Inhibition on the dependence lives on

1 January 04

Latest civil cases, including diligence on the dependence; decree in absence; options hearings; mortgage payments and res judicata; tenders

by Lindsay Foulis

Diligence on the dependence

The much anticipated decision of the Inner House in Advocate General for Scotland v Taylor is now reported at 2003 SLT 1340. This was a report to the Inner House for a ruling on the effect of the European Convention on Human Rights on inhibition on the dependence, first considered in Karl Construction Ltd v Palisade Properties Ltd 2002 SLT 312, and indeed diligence on the dependence generally. The opinion of the court was given by Lord MacLean. Their Lordships decided that diligence on the dependence did not contravene article 6(1) of the Convention as the rights and obligations of an individual were not determined by the granting of a warrant to execute such diligence. Accordingly the grant did not require a fair and public hearing by an independent and impartial tribunal.
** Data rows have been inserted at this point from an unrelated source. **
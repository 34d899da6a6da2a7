use std::{
    path::{Path, PathBuf},
    sync::atomic::{AtomicU64, Ordering},
};

use tokio::io::AsyncWriteExt;

use crate::tts::SpeechSynthesizer;

/// Disambiguates renders that land on the same timestamp
static RENDER_SEQ: AtomicU64 = AtomicU64::new(0);

/// Renders broadcast scripts to MP3 files in a working audio directory.
///
/// The renderer never deletes what it writes: whoever receives the
/// [`AudioArtifact`] consumes it, which reads the bytes and removes the file.
#[derive(Debug)]
pub struct AudioRenderer<S> {
    synthesizer: S,
    audio_dir: PathBuf,
}

impl<S> AudioRenderer<S>
where
    S: SpeechSynthesizer + Send + Sync,
{
    pub fn new(synthesizer: S, audio_dir: impl Into<PathBuf>) -> Self {
        AudioRenderer {
            synthesizer,
            audio_dir: audio_dir.into(),
        }
    }

    pub fn audio_dir(&self) -> &Path {
        &self.audio_dir
    }

    /// Synthesizes `script` and persists it under a timestamped file name.
    /// Returns `None` (after logging) if synthesis or the write fails.
    #[tracing::instrument(skip(self, script), fields(chars = script.len()))]
    pub async fn render(&self, script: &str, language: &str) -> Option<AudioArtifact> {
        let audio = match self.synthesizer.synthesize(script, language).await {
            Ok(audio) if !audio.is_empty() => audio,
            Ok(_) => {
                tracing::error!("TTS returned an empty payload");
                return None;
            }
            Err(e) => {
                tracing::error!(error = %e, "Failed to synthesize speech");
                return None;
            }
        };

        let path = self.audio_dir.join(artifact_file_name());

        let written = async {
            tokio::fs::create_dir_all(&self.audio_dir).await?;
            let mut file = tokio::fs::OpenOptions::new()
                .write(true)
                .create_new(true)
                .open(&path)
                .await?;
            file.write_all(&audio).await?;
            file.flush().await
        }
        .await;

        if let Err(e) = written {
            tracing::error!(error = %e, path = ?path, "Failed to write audio file");
            return None;
        }

        tracing::info!(path = ?path, bytes = audio.len(), "Rendered audio");
        Some(AudioArtifact { path })
    }
}

/// `tts_<timestamp>_<pid>_<seq>.mp3`, unique within the audio directory
fn artifact_file_name() -> String {
    format!(
        "tts_{}_{}_{}.mp3",
        chrono::Local::now().format("%Y%m%d_%H%M%S_%3f"),
        std::process::id(),
        RENDER_SEQ.fetch_add(1, Ordering::Relaxed)
    )
}

/// A rendered audio file awaiting its single read.
#[derive(Debug)]
#[must_use = "the audio file stays on disk until the artifact is consumed"]
pub struct AudioArtifact {
    path: PathBuf,
}

impl AudioArtifact {
    pub fn path(&self) -> &Path {
        &self.path
    }

    /// Reads the audio bytes and deletes the file.
    pub async fn consume(self) -> std::io::Result<Vec<u8>> {
        let bytes = tokio::fs::read(&self.path).await?;

        if let Err(e) = tokio::fs::remove_file(&self.path).await {
            tracing::warn!(error = ?e, path = ?self.path, "Failed to remove audio file");
        }

        Ok(bytes)
    }
}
By reference to the terms of the First Protocol relating to the peaceful enjoyment of possessions, their Lordships decided that the state had a wide margin of appreciation. In light of the terms of the article, consideration might require to be given to providing wider grounds for recall of such diligence and indeed for a remedy in the event of it being used by the unsuccessful party. However their Lordships considered that all that was required to render diligence on the dependence ECHR compliant was for the grant of a warrant for such diligence to be considered by a judge; a formal hearing was not necessarily required. In considering whether to grant such a warrant the judge would consider the averments and any other documentation, if necessary expanded by oral submission. The party applying would only require to establish a prima facie case. Any information as to the necessity of such a warrant was unnecessary although it clearly would strengthen any argument for granting it. The use of such diligence would require to be proportionate to the claim being made. There is an interesting postscript to this issue. In Amalgamated Roofing and Building Co v Wilkie 2003 GWD 40-1071 the argument put forward by the defender in opposing an action of reduction of a disposition was to the effect that the inhibition which was founded on to reduce the disposition was ineffective, having been registered in September 2000 on the dependence of an action for payment, the diligence falling foul of the Convention. In granting decree for reduction Temporary Judge T G Coutts QC decided that the inhibition as registered was unaffected by the Human Rights Act 1998. The inhibition was valid until recalled.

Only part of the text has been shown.